The former congressmen noted another problem with the new media: they enable people to see only one side of the issues. “You can go through your entire life now and not see or hear another point of view,” Maffei said. “It’s weird. It’s a big, globalized world, and yet you can turn on the TV, turn on the radio, read the newspaper and never encounter a different view, if that’s what you want.”

Last week, it was reported that the controversial bank bailouts had actually begun to turn a profit for the federal government. In Maffei’s view, however, “People still don’t believe that TARP was a success. Or that we would be in worse shape if we hadn’t done it.”

Davis used the example of government spending. “You go out to the average Joe Six-Pack and he thinks he knows where the money is going,” Davis said. “It’s foreign aid, it’s earmarks, it’s waste and fraud. Well, it’s not. It’s Medicare, Medicaid, Social Security. You can’t have an honest discussion about what it really means.”

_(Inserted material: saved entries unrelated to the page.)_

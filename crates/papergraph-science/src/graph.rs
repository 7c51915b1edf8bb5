use std::collections::HashSet;
use std::sync::Arc;

use papergraph_core::{DedupKey, PaperRecord, PaperRegistry, UrlPatternTable};
use serde::Serialize;
use tracing::{debug, info, warn};

use crate::expand::{EdgeFetch, MetadataExpander};
use crate::pool::WorkerPool;
use crate::sources::MetadataApi;

/// Counts from one full graph build.
#[derive(Debug, Clone, Default, Serialize)]
pub struct GraphReport {
    pub seeds: usize,
    pub seeds_matched: usize,
    pub from_edges: usize,
    pub authors_queried: usize,
    pub from_authors: usize,
    pub patterns_learned: Vec<String>,
    /// Metadata calls that failed and were treated as empty.
    pub unavailable_calls: usize,
}

#[derive(Debug, Default)]
struct SeedOutcome {
    matched: Option<PaperRecord>,
    unavailable: usize,
}

/// Builds the deduplicated paper registry from seed titles.
pub struct GraphBuilder {
    api: Arc<dyn MetadataApi>,
    expander: MetadataExpander,
    pool: WorkerPool,
    include_authors: bool,
}

impl GraphBuilder {
    pub fn new(api: Arc<dyn MetadataApi>, pool: WorkerPool) -> Self {
        Self {
            expander: MetadataExpander::new(api.clone()),
            api,
            pool,
            include_authors: false,
        }
    }

    pub fn with_authors(mut self, include_authors: bool) -> Self {
        self.include_authors = include_authors;
        self
    }

    /// Search every seed, register exact-title matches with their citations
    /// and references, then optionally the seed authors' papers.
    ///
    /// Patterns learned along the way are written into `patterns`.
    pub async fn build(
        &self,
        seeds: &[String],
        patterns: &mut UrlPatternTable,
    ) -> (PaperRegistry, GraphReport) {
        let mut report = GraphReport {
            seeds: seeds.len(),
            ..Default::default()
        };

        let outcomes = self
            .pool
            .map(seeds, |title| self.match_seed(title))
            .await;

        let mut matched = Vec::new();
        for outcome in outcomes {
            report.unavailable_calls += outcome.unavailable;
            if let Some(paper) = outcome.matched {
                matched.push(paper);
            }
        }
        report.seeds_matched = matched.len();

        for seed in &matched {
            if let Some(namespace) = patterns.learn_from_paper(seed) {
                report.patterns_learned.push(namespace);
            }
        }

        let mut registry = PaperRegistry::new();
        let mut registered_seeds = Vec::new();
        for seed in &matched {
            if registry.insert_if_absent(seed.clone()).is_some() {
                registered_seeds.push(seed);
            }
        }

        for seed in &matched {
            let citing = seed.citations.iter().flatten().map(|e| &e.citing_paper);
            let cited = seed.references.iter().flatten().map(|e| &e.cited_paper);
            for related in citing.chain(cited) {
                if admit(&mut registry, patterns, related, &mut report) {
                    report.from_edges += 1;
                }
            }
        }

        if self.include_authors {
            let author_ids = distinct_author_ids(&registered_seeds);
            report.authors_queried = author_ids.len();
            let fetched = self
                .pool
                .map(author_ids, |author_id| self.author_papers(author_id))
                .await;
            for papers in fetched {
                match papers {
                    Some(papers) => {
                        for paper in &papers {
                            if admit(&mut registry, patterns, paper, &mut report) {
                                report.from_authors += 1;
                            }
                        }
                    }
                    None => report.unavailable_calls += 1,
                }
            }
        }

        info!(
            seeds = report.seeds,
            matched = report.seeds_matched,
            from_edges = report.from_edges,
            from_authors = report.from_authors,
            papers = registry.len(),
            patterns = patterns.len(),
            unavailable = report.unavailable_calls,
            "graph built"
        );
        (registry, report)
    }

    async fn match_seed(&self, title: &str) -> SeedOutcome {
        let mut outcome = SeedOutcome::default();
        let wanted = DedupKey::from_title(title);
        if wanted.is_empty() {
            debug!(title, "seed title has no searchable characters");
            return outcome;
        }

        let results = match self.api.search(title).await {
            Ok(results) => results,
            Err(e) => {
                warn!(title, source = self.api.name(), error = %e, "seed search unavailable");
                outcome.unavailable += 1;
                return outcome;
            }
        };

        let Some(mut paper) = results.into_iter().find(|p| p.dedup_key() == wanted) else {
            debug!(title, "no exact title match on first result page");
            return outcome;
        };

        if self.expander.expand_citations(&mut paper).await == EdgeFetch::Unavailable {
            outcome.unavailable += 1;
        }
        if self.expander.expand_references(&mut paper).await == EdgeFetch::Unavailable {
            outcome.unavailable += 1;
        }
        outcome.matched = Some(paper);
        outcome
    }

    async fn author_papers(&self, author_id: String) -> Option<Vec<PaperRecord>> {
        match self.api.papers_of(&author_id).await {
            Ok(papers) => {
                debug!(author_id = %author_id, count = papers.len(), "fetched author papers");
                Some(papers)
            }
            Err(e) => {
                warn!(author_id = %author_id, source = self.api.name(), error = %e, "author papers unavailable");
                None
            }
        }
    }
}

/// Infer a pattern from and register a not-yet-seen paper.
fn admit(
    registry: &mut PaperRegistry,
    patterns: &mut UrlPatternTable,
    paper: &PaperRecord,
    report: &mut GraphReport,
) -> bool {
    let key = paper.dedup_key();
    if key.is_empty() || registry.contains(key.as_str()) {
        return false;
    }
    if let Some(namespace) = patterns.learn_from_paper(paper) {
        report.patterns_learned.push(namespace);
    }
    registry.insert_if_absent(paper.clone()).is_some()
}

fn distinct_author_ids(papers: &[&PaperRecord]) -> Vec<String> {
    let mut seen = HashSet::new();
    papers
        .iter()
        .flat_map(|paper| paper.author_ids())
        .filter(|id| seen.insert(id.to_string()))
        .map(ToOwned::to_owned)
        .collect()
}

The whole process turns off moderates. They see politics as the enemy of problem-solving. Maffei said, “A lot of moderates, a lot of independents, are just not participating. They are so turned off by the two sides that it’s difficult for me not to imagine that it is going to continue to be like a parliamentary process, where one side or the other controls the national agenda for a time.”

Davis’s assessment? “I don’t think the electorate has moved a lot over the last 20 or 30 years. But the political activists and the mechanics and the procedures have driven the moderates out.” The incentives are for politicians to do whatever it takes to survive in a highly polarized environment, even if that makes it difficult to solve problems. “The incentives are to come back,” Davis said. “They do what they have to do to stay in office. For a lot of these guys, it’s the best job they ever had.”